Espero que mueras pronto en una muerte violenta lenta y agónica, tú y los otros 140 millones de rusos, y lo mismo para Bielorusos y Serbios, y para todos los rusos y prorusos de Donbas, Transnitria , kazastan etc.
Os deseo una muerte cercana entre horribles sufrimientos.


----------



## cerilloprieto (27 Mar 2022)

keylargof dijo:


> Porqué sois tan sumisos? No os da vergüenza chuparle las pelotas a una oligarquía corrupta, que os trata como a basura?
> 
> Siendo apenas 150 millones y con el país más extenso de la Tierra sois un estercolero inmundo, que pensáis cuando veis como vive la gente en Finlandia, Corea del Sur o Japón? Sois conscientes de que una de dos, o sois retrasados mentales o completamente gilipollas?
> 
> Gracias de antebrazo



¿No te da vergüenza que Sion te rebaje por debajo de un negro, una loca, un trans o un perro?, por ponerte unos ejemplos.
Me puedes contestar después de que se la chupes a un negro, y de rodillas, como te ordena Soros.


----------



## Petruska (27 Mar 2022)

Gurb dijo:


> ¿Qué te inspira la URSS?



El himno MÁS BELLO DEL MUNDO, el himno ruso.
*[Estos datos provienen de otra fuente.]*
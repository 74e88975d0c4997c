// GLSL base types and their std140 footprint
//
// Every type that is not a user aggregate lives here: scalars, vectors,
// matrices and opaque handles (samplers, images, atomic counters).

use std::fmt;

/// Component type of scalars, vectors and matrices.
#[derive(Debug, Clone, Copy, PartialEq, Eq, Hash)]
pub enum ScalarKind {
    Bool,
    Int,
    Uint,
    Float,
    Double,
}

impl ScalarKind {
    /// Byte size of one component. `bool` occupies a full 32-bit word.
    pub const fn size(self) -> u32 {
        match self {
            ScalarKind::Double => 8,
            _ => 4,
        }
    }

    /// Rust type used for one component in generated plain-data structs.
    pub const fn host_type(self) -> &'static str {
        match self {
            ScalarKind::Bool | ScalarKind::Uint => "u32",
            ScalarKind::Int => "i32",
            ScalarKind::Float => "f32",
            ScalarKind::Double => "f64",
        }
    }

    const fn glsl_name(self) -> &'static str {
        match self {
            ScalarKind::Bool => "bool",
            ScalarKind::Int => "int",
            ScalarKind::Uint => "uint",
            ScalarKind::Float => "float",
            ScalarKind::Double => "double",
        }
    }

    const fn vector_prefix(self) -> &'static str {
        match self {
            ScalarKind::Bool => "b",
            ScalarKind::Int => "i",
            ScalarKind::Uint => "u",
            ScalarKind::Float => "",
            ScalarKind::Double => "d",
        }
    }
}

/// Texture target an opaque sampler or image binds to.
#[derive(Debug, Clone, Copy, PartialEq, Eq, Hash)]
pub enum TextureTarget {
    Texture1D,
    Texture2D,
    Texture3D,
    CubeMap,
    Rectangle,
    Texture1DArray,
    Texture2DArray,
    CubeMapArray,
    Buffer,
    Multisample2D,
    Multisample2DArray,
}

impl TextureTarget {
    fn from_suffix(suffix: &str) -> Option<Self> {
        Some(match suffix {
            "1D" => Self::Texture1D,
            "2D" => Self::Texture2D,
            "3D" => Self::Texture3D,
            "Cube" => Self::CubeMap,
            "2DRect" => Self::Rectangle,
            "1DArray" => Self::Texture1DArray,
            "2DArray" => Self::Texture2DArray,
            "CubeArray" => Self::CubeMapArray,
            "Buffer" => Self::Buffer,
            "2DMS" => Self::Multisample2D,
            "2DMSArray" => Self::Multisample2DArray,
            _ => return None,
        })
    }
}

/// Opaque handle types. They carry no packed data of their own.
#[derive(Debug, Clone, Copy, PartialEq, Eq, Hash)]
pub enum OpaqueKind {
    Sampler(TextureTarget),
    Image(TextureTarget),
    AtomicCounter,
}

impl OpaqueKind {
    pub fn texture_target(self) -> Option<TextureTarget> {
        match self {
            OpaqueKind::Sampler(target) | OpaqueKind::Image(target) => Some(target),
            OpaqueKind::AtomicCounter => None,
        }
    }
}

/// A GLSL type that is not a user-declared aggregate.
#[derive(Debug, Clone, Copy, PartialEq, Eq, Hash)]
pub enum BaseType {
    Scalar(ScalarKind),
    Vector { kind: ScalarKind, lanes: u8 },
    /// `columns` x `rows`, stored column-major as in GLSL.
    Matrix { kind: ScalarKind, columns: u8, rows: u8 },
    Opaque(OpaqueKind),
}

impl BaseType {
    /// Parse a GLSL type name. Returns `None` for user aggregates and
    /// unknown names.
    pub fn parse(name: &str) -> Option<Self> {
        if let Some(kind) = parse_scalar(name) {
            return Some(BaseType::Scalar(kind));
        }
        if let Some(vector) = parse_vector(name) {
            return Some(vector);
        }
        if let Some(matrix) = parse_matrix(name) {
            return Some(matrix);
        }
        parse_opaque(name).map(BaseType::Opaque)
    }

    /// Whether `name` is a base type (including opaque handles).
    pub fn is_base_type(name: &str) -> bool {
        Self::parse(name).is_some()
    }

    pub fn is_opaque(self) -> bool {
        matches!(self, BaseType::Opaque(_))
    }

    /// Component type, `None` for opaque handles.
    pub fn scalar_kind(self) -> Option<ScalarKind> {
        match self {
            BaseType::Scalar(kind) => Some(kind),
            BaseType::Vector { kind, .. } | BaseType::Matrix { kind, .. } => Some(kind),
            BaseType::Opaque(_) => None,
        }
    }

    /// std140 base alignment in bytes.
    pub fn alignment(self) -> u32 {
        match self {
            BaseType::Scalar(kind) => kind.size(),
            BaseType::Vector { kind, lanes } => match lanes {
                2 => 2 * kind.size(),
                _ => 4 * kind.size(),
            },
            BaseType::Matrix { .. } => self.column_stride(),
            // Treated as a 32-bit scalar slot.
            BaseType::Opaque(_) => 4,
        }
    }

    /// Bytes of data the type occupies, excluding trailing padding.
    pub fn size(self) -> u32 {
        match self {
            BaseType::Scalar(kind) => kind.size(),
            BaseType::Vector { kind, lanes } => u32::from(lanes) * kind.size(),
            BaseType::Matrix { columns, .. } => u32::from(columns) * self.column_stride(),
            BaseType::Opaque(_) => 4,
        }
    }

    /// Byte distance between matrix columns. Columns are laid out as an
    /// array of column vectors, so each one is rounded up to 16 bytes.
    pub fn column_stride(self) -> u32 {
        match self {
            BaseType::Matrix { kind, rows, .. } => {
                let column = BaseType::Vector { kind, lanes: rows };
                round_up(column.alignment().max(16), 16)
            }
            _ => self.size(),
        }
    }

    /// Rust type of this value inside a generated `#[repr(C)]` struct.
    ///
    /// Matrix columns are widened to the column stride so the Rust
    /// footprint matches the std140 one exactly.
    pub fn host_type(self) -> String {
        match self {
            BaseType::Scalar(kind) => kind.host_type().to_string(),
            BaseType::Vector { kind, lanes } => format!("[{}; {}]", kind.host_type(), lanes),
            BaseType::Matrix { kind, columns, .. } => {
                let lanes = self.column_stride() / kind.size();
                format!("[[{}; {}]; {}]", kind.host_type(), lanes, columns)
            }
            BaseType::Opaque(_) => "i32".to_string(),
        }
    }
}

impl fmt::Display for BaseType {
    fn fmt(&self, f: &mut fmt::Formatter<'_>) -> fmt::Result {
        match *self {
            BaseType::Scalar(kind) => f.write_str(kind.glsl_name()),
            BaseType::Vector { kind, lanes } => write!(f, "{}vec{}", kind.vector_prefix(), lanes),
            BaseType::Matrix {
                kind,
                columns,
                rows,
            } => {
                let prefix = if kind == ScalarKind::Double { "d" } else { "" };
                if columns == rows {
                    write!(f, "{}mat{}", prefix, columns)
                } else {
                    write!(f, "{}mat{}x{}", prefix, columns, rows)
                }
            }
            BaseType::Opaque(OpaqueKind::AtomicCounter) => f.write_str("atomic_uint"),
            BaseType::Opaque(OpaqueKind::Sampler(target)) => write!(f, "sampler({:?})", target),
            BaseType::Opaque(OpaqueKind::Image(target)) => write!(f, "image({:?})", target),
        }
    }
}

/// Round `value` up to the next multiple of `alignment`.
pub const fn round_up(value: u32, alignment: u32) -> u32 {
    if alignment == 0 {
        return value;
    }
    value.div_ceil(alignment) * alignment
}

/// [`round_up`] that reports overflow instead of wrapping.
pub const fn checked_round_up(value: u32, alignment: u32) -> Option<u32> {
    if alignment == 0 {
        return Some(value);
    }
    value.div_ceil(alignment).checked_mul(alignment)
}

fn parse_scalar(name: &str) -> Option<ScalarKind> {
    Some(match name {
        "bool" => ScalarKind::Bool,
        "int" => ScalarKind::Int,
        "uint" => ScalarKind::Uint,
        "float" => ScalarKind::Float,
        "double" => ScalarKind::Double,
        _ => return None,
    })
}

fn parse_dimension(text: &str) -> Option<u8> {
    match text {
        "2" => Some(2),
        "3" => Some(3),
        "4" => Some(4),
        _ => None,
    }
}

fn parse_vector(name: &str) -> Option<BaseType> {
    let (kind, rest) = match name.as_bytes().first()? {
        b'b' => (ScalarKind::Bool, &name[1..]),
        b'i' => (ScalarKind::Int, &name[1..]),
        b'u' => (ScalarKind::Uint, &name[1..]),
        b'd' => (ScalarKind::Double, &name[1..]),
        _ => (ScalarKind::Float, name),
    };
    let lanes = parse_dimension(rest.strip_prefix("vec")?)?;
    Some(BaseType::Vector { kind, lanes })
}

fn parse_matrix(name: &str) -> Option<BaseType> {
    let (kind, rest) = match name.strip_prefix('d') {
        Some(rest) => (ScalarKind::Double, rest),
        None => (ScalarKind::Float, name),
    };
    let dims = rest.strip_prefix("mat")?;
    let (columns, rows) = match dims.split_once('x') {
        Some((columns, rows)) => (parse_dimension(columns)?, parse_dimension(rows)?),
        None => {
            let n = parse_dimension(dims)?;
            (n, n)
        }
    };
    Some(BaseType::Matrix {
        kind,
        columns,
        rows,
    })
}

fn parse_opaque(name: &str) -> Option<OpaqueKind> {
    if name == "atomic_uint" {
        return Some(OpaqueKind::AtomicCounter);
    }
    let integer_stripped = name.strip_prefix('i').or_else(|| name.strip_prefix('u'));
    std::iter::once(name)
        .chain(integer_stripped)
        .find_map(|candidate| {
            if let Some(suffix) = candidate.strip_prefix("sampler") {
                let suffix = suffix.strip_suffix("Shadow").unwrap_or(suffix);
                return TextureTarget::from_suffix(suffix).map(OpaqueKind::Sampler);
            }
            let suffix = candidate.strip_prefix("image")?;
            TextureTarget::from_suffix(suffix).map(OpaqueKind::Image)
        })
}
Me dan ganas de llorar de la emoción siempre que lo oigo.


----------



## Gotthard (27 Mar 2022)

Instalate el duolingo y pilla alguna gramatica basica aparte.


----------



## LiberalFist (27 Mar 2022)

Desde luego que nadie hace flashmobs como la horda.


----------



## Vctrlnz (28 Mar 2022)

Petruska dijo:


> El himno MÁS BELLO DEL MUNDO, el himno ruso. Me dan ganas de llorar de la emoción siempre que lo oigo.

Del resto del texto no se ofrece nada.